在本例中,请注意 ``nrt_mode`` 从 ``5`` 变为 ``12``。值 ``12`` 表示队列模式(具有不可预测性)。从此时起,``S-CCD`` 开始收集新的观测值,直到再次满足 CCDC 初始化条件。在此阶段,``nrt_queue`` 存储传入的观测值,而 nrt_model 被设置为 None。
过渡模式(``nrt_mode = 5``)仅在切换到队列模式之前保留 15 天。
.. code:: ipython3
in_path = TUTORIAL_DATASET/ '7_logging_hls_w910.csv'
# read example csv for HLS time series
data_5 = pd.read_csv(in_path)
# split the array by the column
dates1, blues1, greens1, reds1, nirs1, swir1s1, swir2s1, thermals1, qas1, sensor1 = data_5.to_numpy().copy().T
sccd_result = sccd_update(sccd_result, dates1, blues1, greens1, reds1, nirs1, swir1s1, swir2s1, qas1)
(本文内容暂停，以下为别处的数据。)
//! postplan-script - Replay the posting plan into a GUI scripting file.
//!
//! # Usage
//!
//! ```bash
//! postplan-script --config run.json -o cobranzas.vbs
//! postplan-script --config run.json > cobranzas.vbs
//! ```

use crate::cmd::completions::ShellType;
use crate::cmd::RunArgs;
use crate::pipeline;
use crate::script::ScriptActuator;
use anyhow::{Context, Result};
use clap::Parser;
use postplan_core::replay;
use std::fs::File;
use std::io::{self, BufWriter, Write};
use std::path::PathBuf;
use std::process::ExitCode;

/// Compile the collections document and write it as a GUI script.
#[derive(Parser, Debug)]
#[command(name = "postplan-script")]
#[command(author, version, about, long_about = None)]
pub struct Args {
    /// Generate shell completions and exit
    #[arg(long, value_name = "SHELL", hide = true)]
    pub generate_completions: Option<ShellType>,

    #[command(flatten)]
    pub run: RunArgs,

    /// Write the script to this file instead of stdout
    #[arg(short, long, value_name = "FILE")]
    pub output: Option<PathBuf>,

    /// Write the logon password into the script instead of prompting for it
    #[arg(long)]
    pub embed_secret: bool,
}

/// Main entry point for the script command.
pub fn main() -> ExitCode {
    main_with_name("postplan-script")
}

/// Main entry point with custom binary name.
pub fn main_with_name(bin_name: &str) -> ExitCode {
    let args = Args::parse();

    if let Some(shell) = args.generate_completions {
        crate::cmd::completions::generate_completions::<Args>(shell, bin_name);
        return ExitCode::SUCCESS;
    }

    crate::logging::init(args.run.verbose);

    match run(&args) {
        Ok(()) => ExitCode::SUCCESS,
        Err(e) => {
            eprintln!("error: {e:#}");
            ExitCode::from(1)
        }
    }
}

fn run(args: &Args) -> Result<()> {
    let config = args.run.load_config()?;
    let doc = pipeline::compile_document(&config, args.run.today())?;

    let out: Box<dyn Write> = match &args.output {
        Some(path) => Box::new(BufWriter::new(
            File::create(path)
                .with_context(|| format!("Failed to create file: {}", path.display()))?,
        )),
        None => Box::new(io::stdout().lock()),
    };

    let mut actuator =
        ScriptActuator::new(out, config.connection, config.session, args.embed_secret)?;
    let report = replay(&doc.plan, &mut actuator)?;
    let statements = actuator.statements();
    actuator.finish()?;

    let target = args
        .output
        .as_ref()
        .map_or_else(|| "stdout".to_string(), |p| p.display().to_string());
    eprintln!(
        "Wrote {} steps ({statements} statements) to {target}",
        report.steps
    );
    Ok(())
}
dates_m, blues_m, greens_m, reds_m, nirs_m, swir1s_m, swir2s_m, thermals_m, qas_m, sensor_m = np.concatenate((data, data_1, data_2, data_3, data_4, data_5)).copy().T
# plot time series and detection results
fig, axes = plt.subplots(2, 1, figsize=(12, 7))
plt.subplots_adjust(hspace=0.4)
# Let's plot NIR and SWIR2 time series, which are the best two disturbance indicator bands
display_sccd_result(data=np.stack((dates_m, blues_m, greens_m, reds_m, nirs_m, swir1s_m, swir2s_m, thermals_m, qas_m), axis=1), band_names=['blues', 'green', 'red', 'nir', 'swir1', 'swir2', 'thermals'], band_index=3, sccd_result=sccd_result, axe=axes[0], title="NRT S-CCD (Week 9-12)")
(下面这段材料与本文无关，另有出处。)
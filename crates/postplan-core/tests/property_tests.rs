//! Property-based tests for postplan-core.
//!
//! These tests verify invariants hold for arbitrary inputs using proptest.
//!
//! Run with: cargo test -p postplan-core --test `property_tests`

use chrono::NaiveDate;
use postplan_core::classify::data_row_count;
use postplan_core::fiscal::period_of_month;
use postplan_core::rounding::{correction, ROUNDING_TOLERANCE};
use postplan_core::{
    build_plan, classify, fiscal_period, BankRow, Credentials, Phase, PlanSettings,
    PostingCodes, PreRegistroRow,
};
use proptest::prelude::*;
use rust_decimal::Decimal;
use std::str::FromStr;

// ============================================================================
// Arbitrary generators
// ============================================================================

fn arb_amount() -> impl Strategy<Value = Decimal> {
    (1i64..10_000_000i64).prop_map(|n| Decimal::new(n, 2))
}

fn arb_rounding() -> impl Strategy<Value = Decimal> {
    (-100_000i64..100_000i64).prop_map(|n| Decimal::new(n, 3))
}

fn arb_date() -> impl Strategy<Value = NaiveDate> {
    (2000i32..2100i32, 1u32..13u32, 1u32..29u32)
        .prop_map(|(y, m, d)| NaiveDate::from_ymd_opt(y, m, d).unwrap())
}

fn arb_invoice_id() -> impl Strategy<Value = String> {
    prop_oneof![
        Just(String::new()),
        Just("   ".to_string()),
        "[A-Z]{1,3}-[0-9]{1,6}",
        "[0-9]{6,10}",
    ]
}

fn arb_row() -> impl Strategy<Value = PreRegistroRow> {
    ("[0-9]{3,8}", arb_invoice_id(), "[0-9]{7}", 1u32..40u32, arb_amount()).prop_map(
        |(client, invoice, order, territory, amount)| {
            PreRegistroRow::new(client, amount)
                .with_invoice(invoice)
                .with_order(order)
                .with_territory(territory.to_string())
        },
    )
}

fn arb_sheet() -> impl Strategy<Value = Vec<PreRegistroRow>> {
    (
        prop::collection::vec(arb_row(), 1..20),
        0usize..3,
    )
        .prop_map(|(mut rows, footer)| {
            rows.extend(std::iter::repeat(PreRegistroRow::default()).take(footer));
            rows
        })
}

fn arb_invoice_row() -> impl Strategy<Value = PreRegistroRow> {
    ("[0-9]{3,8}", "[A-Z]{1,3}-[0-9]{1,6}", 1u32..40u32, arb_amount()).prop_map(
        |(client, invoice, territory, amount)| {
            PreRegistroRow::new(client, amount)
                .with_invoice(invoice)
                .with_territory(territory.to_string())
        },
    )
}

fn arb_order_row() -> impl Strategy<Value = PreRegistroRow> {
    ("[0-9]{3,8}", "[0-9]{7}", arb_amount()).prop_map(|(client, order, amount)| {
        PreRegistroRow::new(client, amount)
            .with_order(order)
            .with_territory("12")
    })
}

fn arb_bank() -> impl Strategy<Value = Vec<BankRow>> {
    (
        prop::collection::vec(("[0-9]{6}", arb_amount(), "OP[0-9]{1,4}"), 1..6),
        arb_date(),
        arb_rounding(),
    )
        .prop_map(|(rows, date, rounding)| {
            rows.into_iter()
                .enumerate()
                .map(|(i, (account, amount, op))| {
                    let row = BankRow::new(account, amount, op);
                    if i == 0 {
                        row.with_value_date(date).with_rounding(rounding.to_string())
                    } else {
                        row
                    }
                })
                .collect()
        })
}

fn credentials() -> Credentials {
    Credentials::new("jdoe", "s3cret").unwrap()
}

// ============================================================================
// Fiscal calendar
// ============================================================================

proptest! {
    #[test]
    fn prop_fiscal_period_in_range(date in arb_date()) {
        let period = fiscal_period(date);
        prop_assert!((1..=12).contains(&period));
    }

    #[test]
    fn prop_fiscal_period_is_shifted_month(month in 1u32..13u32) {
        prop_assert_eq!(period_of_month(month), (month + 8) % 12 + 1);
    }
}

// ============================================================================
// Classification
// ============================================================================

proptest! {
    /// The two collections partition the data rows, each in input order.
    #[test]
    fn prop_classify_partitions(rows in arb_sheet()) {
        let batch = classify(&rows).unwrap();
        let data = &rows[..data_row_count(&rows)];

        let expected_invoices: Vec<_> =
            data.iter().filter(|r| r.is_invoice_settled()).cloned().collect();
        let expected_orders: Vec<_> =
            data.iter().filter(|r| !r.is_invoice_settled()).cloned().collect();

        prop_assert_eq!(batch.len(), data.len());
        prop_assert_eq!(&batch.invoices, &expected_invoices);
        prop_assert_eq!(&batch.orders, &expected_orders);
    }

    /// Only an all-blank trailing block is ever dropped.
    #[test]
    fn prop_only_blank_footer_dropped(rows in arb_sheet()) {
        let kept = data_row_count(&rows);
        prop_assert!(rows[kept..].iter().all(PreRegistroRow::is_blank));
        prop_assert!(rows.len() - kept == 0 || rows.len() - kept == 2);
    }
}

// ============================================================================
// Rounding
// ============================================================================

proptest! {
    #[test]
    fn prop_rounding_threshold_and_sign(amount in arb_rounding()) {
        let codes = PostingCodes::default();
        match correction(amount, &codes) {
            None => prop_assert!(amount.abs() <= ROUNDING_TOLERANCE),
            Some(line) => {
                prop_assert!(amount.abs() > ROUNDING_TOLERANCE);
                let key = if amount > Decimal::ZERO { "50" } else { "40" };
                prop_assert_eq!(line.posting_key.as_str(), key);

                let value = Decimal::from_str(&line.amount).unwrap();
                prop_assert!(value >= Decimal::ZERO);
                prop_assert!((value - amount.abs()).abs() <= Decimal::new(5, 3));
                let decimals = line.amount.split('.').nth(1).map(str::len);
                prop_assert_eq!(decimals, Some(2));
            }
        }
    }
}

// ============================================================================
// Compilation
// ============================================================================

proptest! {
    #![proptest_config(ProptestConfig::with_cases(128))]

    #[test]
    fn prop_compile_is_deterministic(
        bank in arb_bank(),
        invoices in prop::collection::vec(arb_invoice_row(), 1..6),
        orders in prop::collection::vec(arb_order_row(), 0..6),
        today in arb_date(),
    ) {
        let mut rows = invoices;
        rows.extend(orders);
        let settings = PlanSettings::default();
        let first = build_plan(&rows, &bank, &credentials(), today, &settings).unwrap();
        let second = build_plan(&rows, &bank, &credentials(), today, &settings).unwrap();
        prop_assert_eq!(&first.plan, &second.plan);
        prop_assert_eq!(format!("{:?}", first.plan), format!("{:?}", second.plan));
    }

    /// Phase sizes follow directly from the row counts.
    #[test]
    fn prop_phase_sizes(
        bank in arb_bank(),
        invoices in prop::collection::vec(arb_invoice_row(), 1..6),
        orders in prop::collection::vec(arb_order_row(), 0..6),
        today in arb_date(),
    ) {
        let invoice_count = invoices.len();
        let order_count = orders.len();
        let mut rows = orders;
        rows.extend(invoices);

        let doc = build_plan(&rows, &bank, &credentials(), today, &PlanSettings::default()).unwrap();
        let plan = &doc.plan;
        let extra_confirm = usize::from(order_count > 0);
        let rounding = if doc.header.rounding_amount.abs() > ROUNDING_TOLERANCE { 6 } else { 0 };

        prop_assert_eq!(plan.phase(Phase::Header).len(), 7);
        prop_assert_eq!(plan.phase(Phase::BankLines).len(), 6 * bank.len());
        prop_assert_eq!(plan.phase(Phase::OrderLines).len(), 12 * order_count);
        prop_assert_eq!(plan.phase(Phase::InvoiceLines).len(), 9 * invoice_count + extra_confirm);
        prop_assert_eq!(plan.phase(Phase::Save).len(), 2);
        prop_assert_eq!(plan.phase(Phase::Rounding).len(), rounding);
        prop_assert_eq!(plan.phase(Phase::Close).len(), 2);

        let confirms = plan
            .phase(Phase::InvoiceLines)
            .iter()
            .filter(|a| a.is_confirm())
            .count();
        prop_assert_eq!(confirms, extra_confirm);
    }
}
display_sccd_result(data=np.stack((dates_m, blues_m, greens_m, reds_m, nirs_m, swir1s_m, swir2s_m, thermals_m, qas_m), axis=1), band_names=['blues', 'green', 'red', 'nir', 'swir1', 'swir2', 'thermals'], band_index=5, sccd_result=sccd_result, axe=axes[1], title="NRT S-CCD (Week 9-12)")
print(f"The current nrt mode is {sccd_result.nrt_mode}")
print(f"nrt_model is {sccd_result.nrt_model}")
print(f"The number of observation in the queue: {len(sccd_result.nrt_queue)}")
.. code:: text
:class: output-block
The current nrt mode is 12
nrt_model is []
The number of observation in the queue: 9
.. image:: 7_near_realtime_logging_hls_files/7_near_realtime_logging_hls_20_1.png
总结
-------
从上述案例中,我演示了 S-CCD 如何以递归方式检测断点。在实践中,用户可以将 ``sccd_result`` 本地保存,而不是存储完整的时间序列影像,这可以将数据存储需求减少约 90%,从而实现大范围处理。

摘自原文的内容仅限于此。